You want the operational simplicity of a managed platform rather than the deployment work that comes with local agent infrastructure.
When Avery Software wins
Avery is the right choice when:
The agent you need is in Avery's product lineup. For Next.js scaffolding, Avery NXR is the off-the-shelf option.
You want local inference and the privacy properties that come with it.
You want flat-rate licensing.
You want a specialized, deeply-tuned agent for one workflow rather than a general platform that you configure into the agent yourself.
You're a developer building production software and you want a tool that matches that workflow.
Other Relevance AI alternatives worth considering
Beyond Avery Software, the other meaningful Relevance AI alternatives include:
Lyzr.ai — enterprise-grade agent platform with both cloud and self-hosted deployment options.
Salesforce Agentforce — Salesforce-native agents for teams deep in the Salesforce ecosystem.
Lindy — consumer/prosumer-focused agent platform, similar no-code philosophy but smaller scope.
Voiceflow — strong in conversational AI specifically, more design-tool oriented.
n8n with AI capabilities — for teams that want broader workflow automation with AI as one capability.
Each has different strengths.

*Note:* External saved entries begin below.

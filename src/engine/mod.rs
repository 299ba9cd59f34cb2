// ==========================================
// 预算承诺控制引擎 - 引擎层
// ==========================================
// 基于账本快照的业务规则。此处不写 SQL: 读取经由
// LedgerReader,写入经由各仓储的 `_tx` 函数。
// 每次拒绝都携带原因。
// ==========================================

pub mod availability;
pub mod error;
pub mod line_lock;
pub mod repositories;
pub mod reservation;
pub mod transfer;
pub mod validator;
pub mod workflow;

pub use availability::AvailabilityCalculator;
pub use error::{CommitmentError, CommitmentResult};
pub use line_lock::{LineLockGuard, LineLockRegistry};
pub use repositories::LedgerRepositories;
pub use reservation::{ReservationManager, ReserveOutcome};
pub use transfer::TransferExecutor;
pub use validator::{AllocationCheck, CommitmentDecision, CommitmentValidator, ValidationVerdict};
pub use workflow::{CommitmentWorkflow, ReservationEffect, TransitionPlan, WorkflowAction};
// ==========================================
// 预算承诺控制引擎 - API 层
// ==========================================
// 供命令层调用的业务 API
// ==========================================

pub mod budget_api;
pub mod commitment_api;
pub mod error;
pub mod transfer_api;

pub use budget_api::BudgetApi;
pub use commitment_api::{
    CommitmentApi, CommitmentDetail, Decision, SubmitResult, ValidationResult,
};
pub use error::{ApiError, ApiResult};
pub use transfer_api::TransferApi;
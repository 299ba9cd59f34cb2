// ==========================================
// 预算承诺控制引擎 - 仓储层错误类型
// ==========================================
// 工具: thiserror 派生宏
// ==========================================

use thiserror::Error;

/// 仓储层错误类型
#[derive(Error, Debug)]
pub enum RepositoryError {
    // ===== 并发控制错误 =====
    #[error("optimistic lock failure: {entity} id={id}, expected_revision={expected}, actual_revision={actual}")]
    OptimisticLockFailure {
        entity: String,
        id: String,
        expected: i32,
        actual: i32,
    },

    // ===== 数据库错误 =====
    #[error("record not found: {entity} with id={id}")]
    NotFound { entity: String, id: String },

    #[error("database lock acquisition failed: {0}")]
    LockError(String),

    #[error("database query failed: {0}")]
    DatabaseQueryError(String),

    #[error("unique constraint violated: {0}")]
    UniqueConstraintViolation(String),

    #[error("foreign key constraint violated: {0}")]
    ForeignKeyViolation(String),

    // ===== 数据质量错误 =====
    #[error("invalid stored value (field={field}): {message}")]
    FieldValueError { field: String, message: String },

    #[error(transparent)]
    Other(#[from] anyhow::Error),
}

impl From<rusqlite::Error> for RepositoryError {
    fn from(err: rusqlite::Error) -> Self {
        match err {
            rusqlite::Error::SqliteFailure(_, Some(msg)) => {
                if msg.contains("UNIQUE") {
                    RepositoryError::UniqueConstraintViolation(msg)
                } else if msg.contains("FOREIGN KEY") {
                    RepositoryError::ForeignKeyViolation(msg)
                } else {
                    RepositoryError::DatabaseQueryError(msg)
                }
            }
            rusqlite::Error::QueryReturnedNoRows => RepositoryError::NotFound {
                entity: "Unknown".to_string(),
                id: "Unknown".to_string(),
            },
            rusqlite::Error::FromSqlConversionFailure(idx, _, e) => {
                RepositoryError::FieldValueError {
                    field: format!("column #{}", idx),
                    message: e.to_string(),
                }
            }
            _ => RepositoryError::DatabaseQueryError(err.to_string()),
        }
    }
}

/// Result 类型别名
pub type RepositoryResult<T> = Result<T, RepositoryError>;
use super::core::ActionLogRepository;
use crate::domain::action_log::ActionLog;
use crate::repository::error::RepositoryResult;
use crate::repository::row_utils::get_datetime;
use rusqlite::{params, OptionalExtension, Result as SqliteResult, Row};

const SELECT_COLUMNS: &str = r#"
    SELECT action_id, entity_type, entity_id, action_type, action_ts, actor,
           payload_json, detail
    FROM action_log
"#;

impl ActionLogRepository {
    // ==========================================
    // 查询
    // ==========================================

    pub fn find_by_id(&self, action_id: &str) -> RepositoryResult<Option<ActionLog>> {
        let conn = self.get_conn()?;
        let sql = format!("{} WHERE action_id = ?", SELECT_COLUMNS);
        let log = conn
            .query_row(&sql, params![action_id], |row| self.map_row(row))
            .optional()?;
        Ok(log)
    }

    /// 单个实体的审计轨迹,按时间升序
    pub fn find_by_entity(
        &self,
        entity_type: &str,
        entity_id: &str,
    ) -> RepositoryResult<Vec<ActionLog>> {
        let conn = self.get_conn()?;
        let sql = format!(
            "{} WHERE entity_type = ? AND entity_id = ? ORDER BY action_ts, rowid",
            SELECT_COLUMNS
        );
        let mut stmt = conn.prepare(&sql)?;
        let logs = stmt
            .query_map(params![entity_type, entity_id], |row| self.map_row(row))?
            .collect::<SqliteResult<Vec<_>>>()?;
        Ok(logs)
    }

    /// 某一操作类型的记录,按时间降序
    pub fn find_by_action_type(
        &self,
        action_type: &str,
        limit: i32,
    ) -> RepositoryResult<Vec<ActionLog>> {
        let conn = self.get_conn()?;
        let sql = format!(
            "{} WHERE action_type = ? ORDER BY action_ts DESC, rowid DESC LIMIT ?",
            SELECT_COLUMNS
        );
        let mut stmt = conn.prepare(&sql)?;
        let logs = stmt
            .query_map(params![action_type, limit], |row| self.map_row(row))?
            .collect::<SqliteResult<Vec<_>>>()?;
        Ok(logs)
    }

    /// 最近 N 条记录,按时间降序
    pub fn find_recent(&self, limit: i32) -> RepositoryResult<Vec<ActionLog>> {
        let conn = self.get_conn()?;
        let sql = format!("{} ORDER BY action_ts DESC, rowid DESC LIMIT ?", SELECT_COLUMNS);
        let mut stmt = conn.prepare(&sql)?;
        let logs = stmt
            .query_map(params![limit], |row| self.map_row(row))?
            .collect::<SqliteResult<Vec<_>>>()?;
        Ok(logs)
    }

    // ==========================================
    // 辅助函数
    // ==========================================

    fn map_row(&self, row: &Row) -> SqliteResult<ActionLog> {
        let payload_json_str: Option<String> = row.get(6)?;

        Ok(ActionLog {
            action_id: row.get(0)?,
            entity_type: row.get(1)?,
            entity_id: row.get(2)?,
            action_type: row.get(3)?,
            action_ts: get_datetime(row, 4)?,
            actor: row.get(5)?,
            payload_json: payload_json_str.and_then(|s| serde_json::from_str(&s).ok()),
            detail: row.get(7)?,
        })
    }
}
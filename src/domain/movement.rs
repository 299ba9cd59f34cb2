// ==========================================
// 预算承诺控制引擎 - 预算变动流水
// ==========================================
// 预算线合计每变动一次记一行
// ==========================================

use chrono::NaiveDateTime;
use rust_decimal::Decimal;
use serde::{Deserialize, Serialize};

use crate::domain::types::MovementType;

#[derive(Debug, Clone, Serialize, Deserialize)]
pub struct BudgetMovement {
    pub movement_id: String,
    pub budget_line_id: String,
    pub movement_type: MovementType,
    pub delta: Decimal, // movement_type 所指额度桶的带符号变动
    pub disponible_avant: Decimal,
    pub disponible_apres: Decimal,
    pub ref_id: String, // request_id 或 transfer_id
    pub actor: String,
    pub created_at: NaiveDateTime,
}

impl BudgetMovement {
    /// `disponible` 为变动前后的 disponible_net
    pub fn new(
        budget_line_id: &str,
        movement_type: MovementType,
        delta: Decimal,
        disponible: (Decimal, Decimal),
        ref_id: &str,
        actor: &str,
        created_at: NaiveDateTime,
    ) -> Self {
        Self {
            movement_id: uuid::Uuid::new_v4().to_string(),
            budget_line_id: budget_line_id.to_string(),
            movement_type,
            delta,
            disponible_avant: disponible.0,
            disponible_apres: disponible.1,
            ref_id: ref_id.to_string(),
            actor: actor.to_string(),
            created_at,
        }
    }
}
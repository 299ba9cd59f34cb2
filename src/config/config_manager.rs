// ==========================================
// 预算承诺控制引擎 - 配置管理器
// ==========================================
// 职责: 加载、查询与覆盖配置
// 存储: config_kv 表 (scope_id = 'global')
// ==========================================

use crate::config::commitment_policy::{
    CommitmentPolicy, DEFAULT_ALERT_THRESHOLD_PCT, DEFAULT_JUSTIFICATION_MIN_LENGTH,
    DEFAULT_LINE_LOCK_TIMEOUT_MS,
};
use crate::repository::error::{RepositoryError, RepositoryResult};
use rusqlite::{params, Connection, OptionalExtension};
use rust_decimal::Decimal;
use std::collections::BTreeMap;
use std::sync::{Arc, Mutex};
use tracing::warn;

// ==========================================
// ConfigManager - 配置管理器
// ==========================================
pub struct ConfigManager {
    conn: Arc<Mutex<Connection>>,
}

impl ConfigManager {
    /// 共享已有连接
    ///
    /// 重新应用统一的 PRAGMA 设置(幂等)
    pub fn from_connection(conn: Arc<Mutex<Connection>>) -> RepositoryResult<Self> {
        {
            let guard = conn
                .lock()
                .map_err(|e| RepositoryError::LockError(e.to_string()))?;
            crate::db::configure_sqlite_connection(&guard)?;
        }
        Ok(Self { conn })
    }

    fn get_conn(&self) -> RepositoryResult<std::sync::MutexGuard<Connection>> {
        self.conn
            .lock()
            .map_err(|e| RepositoryError::LockError(e.to_string()))
    }

    /// 读取全局配置值
    ///
    /// # 返回
    /// - Some(String): 已配置的值
    /// - None: 未配置该键
    pub fn get_global_config_value(&self, key: &str) -> RepositoryResult<Option<String>> {
        let conn = self.get_conn()?;
        let value = conn
            .query_row(
                "SELECT value FROM config_kv WHERE scope_id = 'global' AND key = ?1",
                params![key],
                |row| row.get::<_, String>(0),
            )
            .optional()?;
        Ok(value)
    }

    /// 写入或更新全局配置值
    pub fn set_global_config_value(&self, key: &str, value: &str) -> RepositoryResult<()> {
        let conn = self.get_conn()?;
        conn.execute(
            "INSERT INTO config_kv (scope_id, key, value) VALUES ('global', ?1, ?2)
             ON CONFLICT(scope_id, key) DO UPDATE SET value = ?2, updated_at = datetime('now')",
            params![key, value],
        )?;
        Ok(())
    }

    /// 全部全局键值,以 JSON 对象字符串返回
    pub fn get_config_snapshot(&self) -> RepositoryResult<String> {
        let conn = self.get_conn()?;
        let mut stmt = conn.prepare(
            "SELECT key, value FROM config_kv WHERE scope_id = 'global' ORDER BY key",
        )?;

        let mut config_map: BTreeMap<String, String> = BTreeMap::new();
        let rows = stmt.query_map([], |row| {
            Ok((row.get::<_, String>(0)?, row.get::<_, String>(1)?))
        })?;
        for row in rows {
            let (key, value) = row?;
            config_map.insert(key, value);
        }

        serde_json::to_string(&config_map).map_err(|e| RepositoryError::Other(e.into()))
    }

    // ===== 承诺策略 =====

    /// 加载强类型策略;无法解析的值回退为默认值
    pub fn load_policy(&self) -> RepositoryResult<CommitmentPolicy> {
        let justification_min_length = self.parse_or(
            config_keys::JUSTIFICATION_MIN_LENGTH,
            DEFAULT_JUSTIFICATION_MIN_LENGTH,
        )?;
        let line_lock_timeout_ms =
            self.parse_or(config_keys::LINE_LOCK_TIMEOUT_MS, DEFAULT_LINE_LOCK_TIMEOUT_MS)?;
        let key = config_keys::OPERATING_EXERCICE;
        let operating_exercice = match self.get_global_config_value(key)? {
            Some(raw) => match raw.trim().parse::<i32>() {
                Ok(v) => Some(v),
                Err(_) => {
                    warn!(key, value = %raw, "ignoring unparsable config value");
                    None
                }
            },
            None => None,
        };

        // 百分比,取值 (0, 100]
        let key = config_keys::ALERT_THRESHOLD_PCT;
        let mut alert_threshold_pct = self.parse_or(key, DEFAULT_ALERT_THRESHOLD_PCT)?;
        if alert_threshold_pct <= Decimal::ZERO || alert_threshold_pct > Decimal::ONE_HUNDRED {
            warn!(key, value = %alert_threshold_pct, "alert threshold out of range");
            alert_threshold_pct = DEFAULT_ALERT_THRESHOLD_PCT;
        }

        Ok(CommitmentPolicy {
            justification_min_length,
            line_lock_timeout_ms,
            operating_exercice,
            alert_threshold_pct,
        })
    }

    fn parse_or<T>(&self, key: &str, default: T) -> RepositoryResult<T>
    where
        T: std::str::FromStr + Copy,
    {
        match self.get_global_config_value(key)? {
            Some(raw) => match raw.trim().parse::<T>() {
                Ok(v) => Ok(v),
                Err(_) => {
                    warn!(key, value = %raw, "ignoring unparsable config value");
                    Ok(default)
                }
            },
            None => Ok(default),
        }
    }
}

// ==========================================
// 配置键
// ==========================================
pub mod config_keys {
    // 强制入账
    pub const JUSTIFICATION_MIN_LENGTH: &str = "justification_min_length";

    // 预算线锁登记表
    pub const LINE_LOCK_TIMEOUT_MS: &str = "line_lock_timeout_ms";

    // 命令层默认值
    pub const OPERATING_EXERCICE: &str = "operating_exercice";

    // 消耗预警
    pub const ALERT_THRESHOLD_PCT: &str = "alert_threshold_pct";
}

#[cfg(test)]
mod tests {
    use super::*;

    fn setup() -> ConfigManager {
        let conn = Connection::open_in_memory().unwrap();
        crate::db::init_schema(&conn).unwrap();
        ConfigManager::from_connection(Arc::new(Mutex::new(conn))).unwrap()
    }

    #[test]
    fn test_defaults_when_unset() {
        let cm = setup();
        assert_eq!(cm.load_policy().unwrap(), CommitmentPolicy::default());
    }

    #[test]
    fn test_overrides_are_applied() {
        let cm = setup();
        cm.set_global_config_value(config_keys::JUSTIFICATION_MIN_LENGTH, "20").unwrap();
        cm.set_global_config_value(config_keys::LINE_LOCK_TIMEOUT_MS, "250").unwrap();
        cm.set_global_config_value(config_keys::OPERATING_EXERCICE, "2026").unwrap();

        let policy = cm.load_policy().unwrap();
        assert_eq!(policy.justification_min_length, 20);
        assert_eq!(policy.line_lock_timeout_ms, 250);
        assert_eq!(policy.operating_exercice, Some(2026));
    }

    #[test]
    fn test_alert_threshold_override_and_range() {
        let cm = setup();
        cm.set_global_config_value(config_keys::ALERT_THRESHOLD_PCT, "72.5").unwrap();
        assert_eq!(
            cm.load_policy().unwrap().alert_threshold_pct,
            Decimal::new(725, 1)
        );

        for raw in ["0", "-5", "120", "quatre-vingt"] {
            cm.set_global_config_value(config_keys::ALERT_THRESHOLD_PCT, raw).unwrap();
            assert_eq!(
                cm.load_policy().unwrap().alert_threshold_pct,
                DEFAULT_ALERT_THRESHOLD_PCT
            );
        }
    }

    #[test]
    fn test_garbage_falls_back_to_default() {
        let cm = setup();
        cm.set_global_config_value(config_keys::JUSTIFICATION_MIN_LENGTH, "dix").unwrap();
        assert_eq!(
            cm.load_policy().unwrap().justification_min_length,
            DEFAULT_JUSTIFICATION_MIN_LENGTH
        );
    }

    #[test]
    fn test_snapshot_lists_global_keys() {
        let cm = setup();
        cm.set_global_config_value(config_keys::LINE_LOCK_TIMEOUT_MS, "100").unwrap();
        let snapshot: BTreeMap<String, String> =
            serde_json::from_str(&cm.get_config_snapshot().unwrap()).unwrap();
        assert_eq!(snapshot.get("line_lock_timeout_ms").map(String::as_str), Some("100"));
    }
}
impl CommitmentValidator {
    pub fn new(justification_min_length: usize) -> Self {
        Self {
            justification_min_length,
        }
    }

    pub fn from_policy(policy: &CommitmentPolicy) -> Self {
        Self::new(policy.justification_min_length)
    }

    pub fn justification_min_length(&self) -> usize {
        self.justification_min_length
    }

    /// 无需账本数据的结构检查
    pub fn check_structure(&self, request: &CommitmentRequest) -> CommitmentResult<()> {
        if request.allocations.is_empty() {
            return Err(CommitmentError::InvalidRequest(
                "at least one allocation is required".to_string(),
            ));
        }

        let mut seen = HashSet::new();
        for allocation in &request.allocations {
            if allocation.budget_line_id.trim().is_empty() {
                return Err(CommitmentError::InvalidRequest(
                    "allocation without budget line".to_string(),
                ));
            }
            if allocation.amount <= Decimal::ZERO {
                return Err(CommitmentError::InvalidRequest(format!(
                    "allocation amount must be positive (line {}: {})",
                    allocation.budget_line_id, allocation.amount
                )));
            }
            if !seen.insert(allocation.budget_line_id.as_str()) {
                return Err(CommitmentError::InvalidRequest(format!(
                    "budget line {} appears more than once",
                    allocation.budget_line_id
                )));
            }
        }
        Ok(())
    }

    /// 完整评估;Insufficient 结论作为返回值而非错误
    pub fn assess(
        &self,
        request: &CommitmentRequest,
        snapshots: &[LedgerSnapshot],
    ) -> CommitmentResult<ValidationVerdict> {
        self.check_structure(request)?;

        let allocated = request.allocated_sum();
        if allocated != request.total_amount {
            return Err(CommitmentError::ValidationMismatch {
                declared: request.total_amount,
                allocated,
            });
        }

        let mut checks = Vec::with_capacity(request.allocations.len());
        for allocation in &request.allocations {
            let snapshot = snapshots
                .iter()
                .find(|s| s.line.budget_line_id == allocation.budget_line_id)
                .ok_or_else(|| {
                    CommitmentError::not_found("BudgetLine", &allocation.budget_line_id)
                })?;

            if snapshot.line.exercice != request.exercice {
                return Err(CommitmentError::InvalidRequest(format!(
                    "budget line {} belongs to exercice {}, request is for {}",
                    snapshot.line.code, snapshot.line.exercice, request.exercice
                )));
            }
            if !snapshot.line.active {
                return Err(CommitmentError::InvalidRequest(format!(
                    "budget line {} is inactive",
                    snapshot.line.code
                )));
            }

            let breakdown = AvailabilityCalculator::compute(snapshot, Some(&request.request_id));
            checks.push(AllocationCheck {
                budget_line_id: allocation.budget_line_id.clone(),
                code: breakdown.code.clone(),
                amount: allocation.amount,
                disponible_net: breakdown.disponible_net,
                sufficient: breakdown.covers(allocation.amount),
                deficit: breakdown.deficit_for(allocation.amount),
            });
        }

        let deficit: Decimal = checks.iter().map(|c| c.deficit).sum();
        let decision = if checks.iter().all(|c| c.sufficient) {
            CommitmentDecision::Sufficient
        } else if request.forced {
            // 按原始长度计算,空白文本视为未填写
            let justification = request
                .justification
                .as_deref()
                .filter(|j| !j.trim().is_empty())
                .unwrap_or("");
            let actual = justification.chars().count();
            if actual < self.justification_min_length {
                return Err(CommitmentError::MissingJustification {
                    min_length: self.justification_min_length,
                    actual,
                });
            }
            CommitmentDecision::Forced {
                justification: justification.to_string(),
                deficit,
            }
        } else {
            CommitmentDecision::Insufficient { deficit }
        };

        Ok(ValidationVerdict {
            request_id: request.request_id.clone(),
            decision,
            checks,
        })
    }

    /// 必须可受理的评估(预留关口)
    pub fn validate(
        &self,
        request: &CommitmentRequest,
        snapshots: &[LedgerSnapshot],
    ) -> CommitmentResult<ValidationVerdict> {
        self.assess(request, snapshots)?.ensure_admissible()
    }
}

impl Default for CommitmentValidator {
    fn default() -> Self {
        Self::from_policy(&CommitmentPolicy::default())
    }
}

#[cfg(test)]
mod tests {
    use super::*;
    use crate::domain::budget_line::{BudgetLine, NewBudgetLine};
    use crate::domain::commitment::{Allocation, CommitmentInput};
    use rust_decimal_macros::dec;

    fn snapshot(id: &str, initial: Decimal, cumul: Decimal) -> LedgerSnapshot {
        let input = NewBudgetLine {
            code: format!("C-{}", id),
            label: id.to_string(),
            exercice: 2026,
            initial_allocation: initial,
        };
        let mut line = BudgetLine::from_new(id.to_string(), &input, chrono::Utc::now().naive_utc());
        line.cumulative_committed = cumul;
        LedgerSnapshot {
            line,
            transfers_in: Decimal::ZERO,
            transfers_out: Decimal::ZERO,
            active_reservations: Vec::new(),
        }
    }

    fn request(input: &CommitmentInput) -> CommitmentRequest {
        CommitmentRequest::draft("R1".to_string(), input, "u1", chrono::Utc::now().naive_utc())
    }

    #[test]
    fn test_sufficient_single_line() {
        let snaps = vec![snapshot("BL1", dec!(1000), dec!(0))];
        let req = request(&CommitmentInput::single(2026, "Achat", "BL1", dec!(1000)));

        let verdict = CommitmentValidator::default().validate(&req, &snaps).unwrap();
        assert_eq!(verdict.decision, CommitmentDecision::Sufficient);
        assert_eq!(verdict.deficit(), dec!(0));
    }

    #[test]
    fn test_insufficient_is_blocking_with_deficit() {
        let snaps = vec![snapshot("BL1", dec!(1000), dec!(300))];
        let req = request(&CommitmentInput::single(2026, "Achat", "BL1", dec!(750)));

        let validator = CommitmentValidator::default();
        let verdict = validator.assess(&req, &snaps).unwrap();
        assert_eq!(verdict.decision, CommitmentDecision::Insufficient { deficit: dec!(50) });

        match validator.validate(&req, &snaps).unwrap_err() {
            CommitmentError::InsufficientFunds { deficit, shortfalls } => {
                assert_eq!(deficit, dec!(50));
                assert_eq!(shortfalls.len(), 1);
                assert_eq!(shortfalls[0].disponible_net, dec!(700));
            }
            other => panic!("unexpected: {:?}", other),
        }
    }

    #[test]
    fn test_split_deficit_is_summed_over_insufficient_lines() {
        let snaps = vec![
            snapshot("BL1", dec!(100), dec!(0)),
            snapshot("BL2", dec!(100), dec!(0)),
            snapshot("BL3", dec!(100), dec!(0)),
        ];
        let input = CommitmentInput {
            exercice: 2026,
            object: "Split".to_string(),
            allocations: vec![
                Allocation::new("BL1", dec!(120)),
                Allocation::new("BL2", dec!(50)),
                Allocation::new("BL3", dec!(130.5)),
            ],
            total_amount: dec!(300.5),
            forced: false,
            justification: None,
        };
        let verdict = CommitmentValidator::default().assess(&request(&input), &snaps).unwrap();
        assert_eq!(verdict.deficit(), dec!(50.5));
        assert_eq!(verdict.checks.iter().filter(|c| !c.sufficient).count(), 2);
    }

    #[test]
    fn test_split_mismatch_wins_over_sufficiency() {
        let snaps = vec![
            snapshot("BL1", dec!(1000), dec!(0)),
            snapshot("BL2", dec!(1000), dec!(0)),
        ];
        let input = CommitmentInput {
            exercice: 2026,
            object: "Split".to_string(),
            allocations: vec![Allocation::new("BL1", dec!(0.1)), Allocation::new("BL2", dec!(0.2))],
            total_amount: dec!(0.31),
            forced: false,
            justification: None,
        };
        let err = CommitmentValidator::default().assess(&request(&input), &snaps).unwrap_err();
        assert!(matches!(
            err,
            CommitmentError::ValidationMismatch { declared, allocated }
                if declared == dec!(0.31) && allocated == dec!(0.3)
        ));
    }

    #[test]
    fn test_forced_justification_boundary() {
        let snaps = vec![snapshot("BL1", dec!(100), dec!(0))];
        let validator = CommitmentValidator::default();

        let nine = request(
            &CommitmentInput::single(2026, "Achat", "BL1", dec!(150)).forced_with("123456789"),
        );
        assert!(matches!(
            validator.assess(&nine, &snaps).unwrap_err(),
            CommitmentError::MissingJustification { min_length: 10, actual: 9 }
        ));

        let ten = request(
            &CommitmentInput::single(2026, "Achat", "BL1", dec!(150)).forced_with("1234567890"),
        );
        let verdict = validator.validate(&ten, &snaps).unwrap();
        assert_eq!(
            verdict.decision,
            CommitmentDecision::Forced {
                justification: "1234567890".to_string(),
                deficit: dec!(50)
            }
        );
    }

    #[test]
    fn test_justification_counts_raw_length() {
        let snaps = vec![snapshot("BL1", dec!(100), dec!(0))];
        let validator = CommitmentValidator::default();
        let forced = |text: &str| {
            request(&CommitmentInput::single(2026, "Achat", "BL1", dec!(150)).forced_with(text))
        };

        // 8 个字符加一个尾随空格
        assert!(matches!(
            validator.assess(&forced("12345678 "), &snaps).unwrap_err(),
            CommitmentError::MissingJustification { min_length: 10, actual: 9 }
        ));

        // 9 个字符加一个尾随空格
        let verdict = validator.assess(&forced("123456789 "), &snaps).unwrap();
        assert_eq!(
            verdict.decision,
            CommitmentDecision::Forced {
                justification: "123456789 ".to_string(),
                deficit: dec!(50)
            }
        );

        assert!(matches!(
            validator.assess(&forced("            "), &snaps).unwrap_err(),
            CommitmentError::MissingJustification { actual: 0, .. }
        ));
    }

    #[test]
    fn test_forced_flag_without_need_is_plain_sufficient() {
        let snaps = vec![snapshot("BL1", dec!(100), dec!(0))];
        let mut input = CommitmentInput::single(2026, "Achat", "BL1", dec!(10));
        input.forced = true;
        let verdict = CommitmentValidator::default().validate(&request(&input), &snaps).unwrap();
        assert_eq!(verdict.decision, CommitmentDecision::Sufficient);
    }

    #[test]
    fn test_structural_errors() {
        let snaps = vec![snapshot("BL1", dec!(100), dec!(0))];
        let validator = CommitmentValidator::default();

        let mut empty = CommitmentInput::single(2026, "Achat", "BL1", dec!(10));
        empty.allocations.clear();
        assert!(matches!(
            validator.assess(&request(&empty), &snaps),
            Err(CommitmentError::InvalidRequest(_))
        ));

        let zero = CommitmentInput::single(2026, "Achat", "BL1", dec!(0));
        assert!(matches!(
            validator.assess(&request(&zero), &snaps),
            Err(CommitmentError::InvalidRequest(_))
        ));

        let mut dup = CommitmentInput::single(2026, "Achat", "BL1", dec!(10));
        dup.allocations.push(Allocation::new("BL1", dec!(5)));
        dup.total_amount = dec!(15);
        assert!(matches!(
            validator.assess(&request(&dup), &snaps),
            Err(CommitmentError::InvalidRequest(_))
        ));

        let unknown = CommitmentInput::single(2026, "Achat", "BL9", dec!(10));
        assert!(matches!(
            validator.assess(&request(&unknown), &snaps),
            Err(CommitmentError::NotFound { .. })
        ));
    }

    #[test]
    fn test_inactive_line_is_rejected() {
        let mut snap = snapshot("BL1", dec!(100), dec!(0));
        snap.line.active = false;
        let req = request(&CommitmentInput::single(2026, "Achat", "BL1", dec!(10)));
        assert!(matches!(
            CommitmentValidator::default().assess(&req, &[snap]),
            Err(CommitmentError::InvalidRequest(_))
        ));
    }

    #[test]
    fn test_assess_is_idempotent() {
        let snaps = vec![snapshot("BL1", dec!(100), dec!(60))];
        let req = request(&CommitmentInput::single(2026, "Achat", "BL1", dec!(50)));
        let validator = CommitmentValidator::default();
        assert_eq!(
            validator.assess(&req, &snaps).unwrap(),
            validator.assess(&req, &snaps).unwrap()
        );
    }
}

The right choice depends on the specific agents you want to build, your team's technical capacity, and your deployment requirements.
How to decide
The decision depends on what kind of agents you're building and who's building them.
If you're a business operator or team lead building agents for sales, support, or internal operations, and you want a no-code platform that non-developers can use, Relevance AI (or one of the other no-code alternatives) is the right starting point.
If you're a developer who wants a specialized agent for software production work, particularly Next.js scaffolding, Avery Software's product lineup is the right starting point.
The two platforms aren't really competing for the same customer. The cross-shopping is rare. If you've been evaluating both, one is probably the right category for your actual need.